Functional responses of Hyalella meinerti after exposure to environmentally realistic concentrations of 2,4-D, fipronil, and vinasse (individually and in mixture).

Sugarcane crops management in Brazil includes the use of pesticides, as well as alternative organic fertilizers such as vinasse obtained from waste of the ethanol industry. In order to assess the effects of the environmental contamination generated by such sugarcane practices, this study was aimed to investigate the effects of the pesticides 2,4-Dichlorophenoxyacetic acid (2,4-D) and fipronil, as well as vinasse, on the survival, behavior, and reproduction of the native epibenthic macroinvertebrate Hyalella meinerti through in situ and laboratory experiments. In situ assays were conducted in mesocosms with six treatments, i.e. untreated control, 2,4-D, fipronil, and vinasse, the mixture of the two pesticides, and both pesticides mixed with vinasse. Survival, swimming behavior, and reproduction were evaluated over time post contamination, from 0-96 h (T1) and 7-14 days (T2) through in situ experiments and 30-44 days (T3) and 75-89 days (T4) post contamination by laboratory bioassays with mesocosm water. In the T1 period, survival of H. meinerti was registered only in controls and mesocosms treated with 2,4-D. In the T2 period, treatments containing fipronil and vinasse (isolated or in both mixture treatments) still caused 100 % of mortality. Survival was recorded only in 2,4-D and control treatments, whereas reproduction only occurred in the control.

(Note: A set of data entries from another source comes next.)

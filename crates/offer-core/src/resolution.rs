//! The price resolution algorithm.

use offer_types::{Offer, Package, PeriodTag, DEFAULT_FALLBACK, DEFAULT_PERIOD_SUFFIX};
use serde::{Deserialize, Serialize};
use std::fmt;
use std::future::Future;

/// How one screen wants its price resolved.
#[derive(Debug, Clone, PartialEq, Eq)]
pub struct PriceRule {
	/// Billing period to prefer among the offer's packages.
	pub preferred_period: PeriodTag,
	/// Appended verbatim to the selected package's display price.
	pub period_suffix: String,
	/// Returned verbatim whenever resolution cannot produce a live price.
	pub fallback: String,
}

impl PriceRule {
	pub fn new(
		preferred_period: PeriodTag,
		period_suffix: impl Into<String>,
		fallback: impl Into<String>,
	) -> Self {
		Self {
			preferred_period,
			period_suffix: period_suffix.into(),
			fallback: fallback.into(),
		}
	}
}

impl Default for PriceRule {
	fn default() -> Self {
		Self::new(PeriodTag::Monthly, DEFAULT_PERIOD_SUFFIX, DEFAULT_FALLBACK)
	}
}

/// Why a resolution ended on the fallback.
#[derive(Debug, Clone, PartialEq, Eq, Serialize, Deserialize)]
#[serde(tag = "reason", content = "detail", rename_all = "snake_case")]
pub enum ResolutionFailure {
	/// The purchase subsystem reported it cannot be used.
	ProviderUnavailable,
	/// The offer fetch failed or timed out.
	FetchFailure(String),
	/// The provider had no current offer, or the offer had no packages.
	EmptyOffer,
}

impl fmt::Display for ResolutionFailure {
	fn fmt(&self, f: &mut fmt::Formatter<'_>) -> fmt::Result {
		match self {
			ResolutionFailure::ProviderUnavailable => f.write_str("provider unavailable"),
			ResolutionFailure::FetchFailure(e) => write!(f, "fetch failed: {}", e),
			ResolutionFailure::EmptyOffer => f.write_str("empty offer"),
		}
	}
}

/// Where a resolved price came from.
#[derive(Debug, Clone, PartialEq, Eq, Serialize, Deserialize)]
#[serde(rename_all = "snake_case")]
pub enum PriceSource {
	/// Built from a provider package.
	Provider {
		package_id: String,
		period: PeriodTag,
	},
	/// The rule's fallback string.
	Fallback(ResolutionFailure),
}

/// Result of a resolution: the string to display and its origin.
#[derive(Debug, Clone, PartialEq, Eq, Serialize, Deserialize)]
pub struct PriceResolution {
	pub price: String,
	pub source: PriceSource,
}

impl PriceResolution {
	fn fallback(rule: &PriceRule, failure: ResolutionFailure) -> Self {
		Self {
			price: rule.fallback.clone(),
			source: PriceSource::Fallback(failure),
		}
	}

	pub fn is_fallback(&self) -> bool {
		matches!(self.source, PriceSource::Fallback(_))
	}
}

/// Picks the package to advertise.
///
/// The first package with the preferred period wins; otherwise the first
/// package of the offer. `None` only for an empty offer.
pub fn select_package(offer: &Offer, preferred_period: PeriodTag) -> Option<&Package> {
	offer
		.package_for(preferred_period)
		.or_else(|| offer.packages.first())
}

/// Resolves the display price and reports where it came from.
///
/// `fetch_offer` is only called when `can_purchase` returns true. Errors from
/// the fetch are logged and absorbed; the returned resolution always carries
/// a price.
pub async fn resolve_detailed<C, F, Fut, E>(
	can_purchase: C,
	fetch_offer: F,
	rule: &PriceRule,
) -> PriceResolution
where
	C: FnOnce() -> bool,
	F: FnOnce() -> Fut,
	Fut: Future<Output = Result<Option<Offer>, E>>,
	E: fmt::Display,
{
	if !can_purchase() {
		tracing::debug!("Purchases unavailable, using fallback price");
		return PriceResolution::fallback(rule, ResolutionFailure::ProviderUnavailable);
	}

	let offer = match fetch_offer().await {
		Ok(offer) => offer,
		Err(e) => {
			tracing::warn!(error = %e, "Failed to load offer, using fallback price");
			return PriceResolution::fallback(rule, ResolutionFailure::FetchFailure(e.to_string()));
		},
	};

	let Some(offer) = offer else {
		tracing::debug!("No current offer, using fallback price");
		return PriceResolution::fallback(rule, ResolutionFailure::EmptyOffer);
	};

	match select_package(&offer, rule.preferred_period) {
		Some(package) => {
			tracing::debug!(
				offer = %offer.identifier,
				package = %package.identifier,
				period = %package.billing_period,
				"Resolved offer price"
			);
			PriceResolution {
				price: format!("{}{}", package.display_price, rule.period_suffix),
				source: PriceSource::Provider {
					package_id: package.identifier.clone(),
					period: package.billing_period,
				},
			}
		},
		None => {
			tracing::debug!(offer = %offer.identifier, "Offer has no packages, using fallback price");
			PriceResolution::fallback(rule, ResolutionFailure::EmptyOffer)
		},
	}
}

/// Resolves the display price for `rule`.
///
/// Total: always returns a string, either the selected package's price plus
/// the rule's suffix or exactly the rule's fallback.
pub async fn resolve_price<C, F, Fut, E>(can_purchase: C, fetch_offer: F, rule: &PriceRule) -> String
where
	C: FnOnce() -> bool,
	F: FnOnce() -> Fut,
	Fut: Future<Output = Result<Option<Offer>, E>>,
	E: fmt::Display,
{
	resolve_detailed(can_purchase, fetch_offer, rule).await.price
}
//! Offer price resolution for onboarding and paywall screens.
//!
//! Screens that advertise a trial need a price string such as `"$4.99/mes"`
//! before the user can continue. This crate turns whatever the purchase
//! provider reports into that string and degrades to a configured fallback on
//! every failure: the provider being unavailable, the fetch failing or timing
//! out, or the offer having no packages. Resolution never surfaces an error.
//!
//! - [`resolve_price`] / [`resolve_detailed`]: the resolution algorithm over
//!   plain callbacks.
//! - [`OfferPriceResolver`]: the same algorithm wired to a
//!   [`PurchaseProviderService`](offer_provider::PurchaseProviderService).
//! - [`ResolutionTask`]: a background resolution that is abandoned when the
//!   owning screen drops it.
//! - [`has_active_subscription`]: entitlement check with the same
//!   absorb-all-failures policy.

pub mod entitlement;
pub mod resolution;
pub mod resolver;
pub mod task;

pub use entitlement::has_active_subscription;
pub use resolution::{
	resolve_detailed, resolve_price, select_package, PriceResolution, PriceRule, PriceSource,
	ResolutionFailure,
};
pub use offer_types::{DEFAULT_FALLBACK, DEFAULT_PERIOD_SUFFIX};
pub use resolver::{FetchError, OfferPriceResolver};
pub use task::{ResolutionState, ResolutionTask};
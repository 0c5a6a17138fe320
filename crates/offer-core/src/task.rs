//! Background price resolution tied to the lifetime of its owner.
//!
//! A screen creates a [`ResolutionTask`] when it mounts and drops it when it
//! goes away. Dropping aborts the in-flight fetch, so a late answer can never
//! update a screen that no longer exists.

use crate::resolution::PriceRule;
use crate::resolver::OfferPriceResolver;
use tokio::sync::watch;
use tokio::task::JoinHandle;

/// Observable state of a resolution.
///
/// There is no failed state: every resolution that runs to completion ends in
/// `Resolved`, with the fallback price if nothing better was available.
#[derive(Debug, Clone, PartialEq, Eq)]
pub enum ResolutionState {
	Idle,
	Resolving,
	Resolved(String),
}

impl ResolutionState {
	pub fn price(&self) -> Option<&str> {
		match self {
			ResolutionState::Resolved(price) => Some(price),
			_ => None,
		}
	}
}

/// A price resolution running on the tokio runtime.
///
/// [`start`](Self::start), [`spawn`](Self::spawn) and [`wait`](Self::wait)
/// spawn onto the current runtime and panic outside of one.
pub struct ResolutionTask {
	resolver: OfferPriceResolver,
	rule: PriceRule,
	state_tx: Option<watch::Sender<ResolutionState>>,
	state_rx: watch::Receiver<ResolutionState>,
	handle: Option<JoinHandle<()>>,
}

impl ResolutionTask {
	/// Creates an idle task. Nothing is fetched until [`start`](Self::start).
	pub fn new(resolver: OfferPriceResolver, rule: PriceRule) -> Self {
		let (state_tx, state_rx) = watch::channel(ResolutionState::Idle);
		Self {
			resolver,
			rule,
			state_tx: Some(state_tx),
			state_rx,
			handle: None,
		}
	}

	/// Creates the task and starts it right away.
	///
	/// Must be called from within a tokio runtime.
	pub fn spawn(resolver: OfferPriceResolver, rule: PriceRule) -> Self {
		let mut task = Self::new(resolver, rule);
		task.start();
		task
	}

	/// Starts the resolution. Returns false if it was already started.
	///
	/// Must be called from within a tokio runtime.
	pub fn start(&mut self) -> bool {
		let Some(state_tx) = self.state_tx.take() else {
			return false;
		};

		state_tx.send_replace(ResolutionState::Resolving);

		let resolver = self.resolver.clone();
		let rule = self.rule.clone();
		self.handle = Some(tokio::spawn(async move {
			let price = resolver.resolve(&rule).await;
			state_tx.send_replace(ResolutionState::Resolved(price));
		}));
		true
	}

	/// Current state snapshot.
	pub fn state(&self) -> ResolutionState {
		self.state_rx.borrow().clone()
	}

	/// Receiver that observes every state change.
	pub fn subscribe(&self) -> watch::Receiver<ResolutionState> {
		self.state_rx.clone()
	}

	/// Waits for the resolved price, starting the task if it is idle.
	///
	/// If the background job died without publishing a price, the rule's
	/// fallback is returned.
	pub async fn wait(&mut self) -> String {
		self.start();

		let mut rx = self.state_rx.clone();
		let resolved = rx
			.wait_for(|state| matches!(state, ResolutionState::Resolved(_)))
			.await
			.ok()
			.and_then(|state| state.price().map(str::to_string));

		match resolved {
			Some(price) => price,
			None => {
				tracing::warn!("Resolution ended without a price, using fallback");
				self.rule.fallback.clone()
			},
		}
	}

	/// Abandons the resolution. Observers keep the last published state.
	pub fn cancel(&mut self) {
		if let Some(handle) = self.handle.take() {
			if !handle.is_finished() {
				tracing::debug!("Abandoning in-flight price resolution");
			}
			handle.abort();
		}
	}
}

impl Drop for ResolutionTask {
	fn drop(&mut self) {
		self.cancel();
	}
}
//! Static purchase provider backed by the configuration file.
//!
//! The offer, its packages and the customer's entitlements are declared in
//! `[provider.implementations.static]`. Switches for availability, fetch
//! failures and latency let a deployment reproduce every fallback path of the
//! resolver without a real store connection.

use crate::{
	PurchaseProviderError, PurchaseProviderFactory, PurchaseProviderInterface,
	PurchaseProviderRegistry,
};
use async_trait::async_trait;
use offer_types::{
	ConfigSchema, CustomerInfo, Field, FieldType, ImplementationRegistry, Offer, Package,
	PeriodTag, Schema, ValidationError,
};
use serde::{Deserialize, Serialize};
use std::time::Duration;

/// Upper bound for the simulated latency, in milliseconds.
const MAX_LATENCY_MS: i64 = 60_000;

/// Configuration for the static provider.
#[derive(Debug, Clone, Serialize, Deserialize)]
pub struct StaticProviderConfig {
	/// Whether purchases can be made. When false the provider behaves like an
	/// SDK that was never configured.
	#[serde(default = "default_available")]
	pub available: bool,
	/// When set, every fetch fails with this message as a network error.
	#[serde(default)]
	pub fail_fetch: Option<String>,
	/// Delay applied before every fetch answers.
	#[serde(default)]
	pub latency_ms: u64,
	/// Whether a current offering exists for the user.
	#[serde(default = "default_current_offering")]
	pub current_offering: bool,
	/// Identifier reported for the offering.
	#[serde(default = "default_offering_id")]
	pub offering_id: String,
	/// Packages of the offering, in display order.
	#[serde(default)]
	pub packages: Vec<Package>,
	/// User id reported in customer info.
	#[serde(default = "default_app_user_id")]
	pub app_user_id: String,
	/// Active entitlements of the customer.
	#[serde(default)]
	pub entitlements: Vec<String>,
}

fn default_available() -> bool {
	true
}

fn default_current_offering() -> bool {
	true
}

fn default_offering_id() -> String {
	"default".to_string()
}

fn default_app_user_id() -> String {
	"anonymous".to_string()
}

impl Default for StaticProviderConfig {
	fn default() -> Self {
		Self {
			available: default_available(),
			fail_fetch: None,
			latency_ms: 0,
			current_offering: default_current_offering(),
			offering_id: default_offering_id(),
			packages: Vec::new(),
			app_user_id: default_app_user_id(),
			entitlements: Vec::new(),
		}
	}
}

/// Configuration schema for the static provider.
pub struct StaticProviderSchema;

impl StaticProviderSchema {
	fn package_schema() -> Schema {
		Schema::new(
			vec![
				Field::new("identifier", FieldType::String),
				Field::new("billing_period", FieldType::String).with_validator(|value| {
					value
						.as_str()
						.unwrap_or_default()
						.parse::<PeriodTag>()
						.map(|_| ())
				}),
				Field::new("display_price", FieldType::String).with_validator(|value| {
					match value.as_str() {
						Some(price) if !price.trim().is_empty() => Ok(()),
						_ => Err("display_price cannot be empty".to_string()),
					}
				}),
			],
			vec![Field::new("product_id", FieldType::String)],
		)
	}
}

impl ConfigSchema for StaticProviderSchema {
	fn validate(&self, config: &toml::Value) -> Result<(), ValidationError> {
		let schema = Schema::new(
			vec![],
			vec![
				Field::new("available", FieldType::Boolean),
				Field::new("fail_fetch", FieldType::String),
				Field::new(
					"latency_ms",
					FieldType::Integer {
						min: Some(0),
						max: Some(MAX_LATENCY_MS),
					},
				),
				Field::new("current_offering", FieldType::Boolean),
				Field::new("offering_id", FieldType::String),
				Field::new(
					"packages",
					FieldType::Array(Box::new(FieldType::Table(Self::package_schema()))),
				),
				Field::new("app_user_id", FieldType::String),
				Field::new("entitlements", FieldType::Array(Box::new(FieldType::String))),
			],
		);
		schema.validate(config)
	}
}

/// Purchase provider answering from its configuration.
pub struct StaticProvider {
	config: StaticProviderConfig,
}

impl StaticProvider {
	/// Creates a new static provider with the given configuration.
	pub fn new(config: StaticProviderConfig) -> Self {
		Self { config }
	}

	/// Applies the configured latency and failure before a fetch answers.
	async fn simulate_round_trip(&self) -> Result<(), PurchaseProviderError> {
		if self.config.latency_ms > 0 {
			tokio::time::sleep(Duration::from_millis(self.config.latency_ms)).await;
		}
		match &self.config.fail_fetch {
			Some(message) => Err(PurchaseProviderError::Network(message.clone())),
			None => Ok(()),
		}
	}
}

#[async_trait]
impl PurchaseProviderInterface for StaticProvider {
	fn config_schema(&self) -> Box<dyn ConfigSchema> {
		Box::new(StaticProviderSchema)
	}

	fn can_make_purchases(&self) -> bool {
		self.config.available
	}

	async fn get_offerings(&self) -> Result<Option<Offer>, PurchaseProviderError> {
		if !self.config.available {
			return Err(PurchaseProviderError::NotConfigured);
		}
		self.simulate_round_trip().await?;

		if !self.config.current_offering {
			return Ok(None);
		}

		Ok(Some(Offer::new(
			self.config.offering_id.clone(),
			self.config.packages.clone(),
		)))
	}

	async fn get_customer_info(&self) -> Result<Option<CustomerInfo>, PurchaseProviderError> {
		if !self.config.available {
			return Ok(None);
		}
		self.simulate_round_trip().await?;

		Ok(Some(CustomerInfo {
			app_user_id: self.config.app_user_id.clone(),
			active_entitlements: self.config.entitlements.clone(),
		}))
	}
}

/// Factory function to create a static provider from configuration.
///
/// Configuration parameters (all optional):
/// - `available`, `fail_fetch`, `latency_ms`
/// - `current_offering`, `offering_id`, `packages`
/// - `app_user_id`, `entitlements`
pub fn create_provider(
	config: &toml::Value,
) -> Result<Box<dyn PurchaseProviderInterface>, PurchaseProviderError> {
	StaticProviderSchema
		.validate(config)
		.map_err(|e| PurchaseProviderError::Configuration(e.to_string()))?;

	let provider_config: StaticProviderConfig = config.clone().try_into().map_err(|e| {
		PurchaseProviderError::Configuration(format!("Invalid static provider config: {}", e))
	})?;

	Ok(Box::new(StaticProvider::new(provider_config)))
}

/// Registry for the static provider implementation.
pub struct Registry;

impl ImplementationRegistry for Registry {
	const NAME: &'static str = "static";
	type Factory = PurchaseProviderFactory;

	fn factory() -> Self::Factory {
		create_provider
	}
}

impl PurchaseProviderRegistry for Registry {}

#[cfg(test)]
mod tests {
	use super::*;

	fn two_packages() -> Vec<Package> {
		vec![
			Package::new("$rc_annual", PeriodTag::Annual, "$39.99"),
			Package::new("$rc_monthly", PeriodTag::Monthly, "$4.99"),
		]
	}

	#[tokio::test]
	async fn test_returns_configured_offer() {
		let provider = StaticProvider::new(StaticProviderConfig {
			packages: two_packages(),
			..Default::default()
		});

		assert!(provider.can_make_purchases());
		let offer = provider.get_offerings().await.unwrap().unwrap();
		assert_eq!(offer.identifier, "default");
		assert_eq!(offer.packages, two_packages());
	}

	#[tokio::test]
	async fn test_unavailable_provider() {
		let provider = StaticProvider::new(StaticProviderConfig {
			available: false,
			packages: two_packages(),
			..Default::default()
		});

		assert!(!provider.can_make_purchases());
		assert!(matches!(
			provider.get_offerings().await,
			Err(PurchaseProviderError::NotConfigured)
		));
		assert!(provider.get_customer_info().await.unwrap().is_none());
	}

	#[tokio::test]
	async fn test_fail_fetch_and_missing_offering() {
		let failing = StaticProvider::new(StaticProviderConfig {
			fail_fetch: Some("offline".to_string()),
			..Default::default()
		});
		match failing.get_offerings().await {
			Err(PurchaseProviderError::Network(msg)) => assert_eq!(msg, "offline"),
			other => panic!("expected network error, got {:?}", other),
		}

		let no_offering = StaticProvider::new(StaticProviderConfig {
			current_offering: false,
			..Default::default()
		});
		assert!(no_offering.get_offerings().await.unwrap().is_none());
	}

	#[tokio::test(start_paused = true)]
	async fn test_latency_is_applied() {
		let provider = StaticProvider::new(StaticProviderConfig {
			latency_ms: 1_500,
			..Default::default()
		});

		let start = tokio::time::Instant::now();
		provider.get_offerings().await.unwrap();
		assert!(start.elapsed() >= Duration::from_millis(1_500));
	}

	#[test]
	fn test_factory_parses_packages() {
		let config: toml::Value = toml::from_str(
			r#"
offering_id = "onboarding"
packages = [
  { identifier = "$rc_annual", billing_period = "annual", display_price = "$39.99" },
  { identifier = "$rc_monthly", billing_period = "monthly", display_price = "$4.99", product_id = "rc_monthly_499" },
]
"#,
		)
		.unwrap();

		assert!(Registry::factory()(&config).is_ok());

		let parsed: StaticProviderConfig = config.try_into().unwrap();
		assert_eq!(parsed.offering_id, "onboarding");
		assert_eq!(parsed.packages[1].billing_period, PeriodTag::Monthly);
		assert_eq!(parsed.packages[1].product_id.as_deref(), Some("rc_monthly_499"));
	}

	#[test]
	fn test_factory_rejects_invalid_packages() {
		let config: toml::Value = toml::from_str(
			r#"
packages = [{ identifier = "$rc_monthly", billing_period = "fortnightly", display_price = "$4.99" }]
"#,
		)
		.unwrap();
		let err = create_provider(&config).err().unwrap();
		assert!(err.to_string().contains("fortnightly"));

		let config: toml::Value = toml::from_str(
			r#"
packages = [{ identifier = "$rc_monthly", billing_period = "monthly", display_price = "" }]
"#,
		)
		.unwrap();
		let err = create_provider(&config).err().unwrap();
		assert!(err.to_string().contains("packages[0].display_price"));
	}

	#[test]
	fn test_schema_bounds_latency() {
		let schema = StaticProvider::new(StaticProviderConfig::default()).config_schema();

		let ok: toml::Value = toml::from_str("latency_ms = 250").unwrap();
		assert!(schema.validate(&ok).is_ok());

		let too_slow: toml::Value = toml::from_str("latency_ms = 120000").unwrap();
		assert!(schema.validate(&too_slow).is_err());

		let wrong_type: toml::Value = toml::from_str("available = \"yes\"").unwrap();
		assert!(matches!(
			schema.validate(&wrong_type),
			Err(ValidationError::TypeMismatch { .. })
		));
	}
}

In the T3 period, no survival occurred to fipronil and both mixture treatments. Vinasse and 2,4-D decreased total reproduction in comparison to control. In the T4 period, amphipods survival was detected when exposed to fipronil and its mixture with 2,4-D. However, these same treatments decreased the amplexus rates and total reproduction, with synergism denoted for the pesticide mixture. The swimming activity of males, females, and couples was decreased in surviving organisms exposed to 2,4-D, fipronil, vinasse, and the mixture of pesticides along all experimental periods. Our study showed that the application of fipronil, 2,4-D, and vinasse isolated or mixed at realistic concentrations of actual sugarcane management practices may negatively impact functional responses of indigenous amphipods in natural aquatic systems.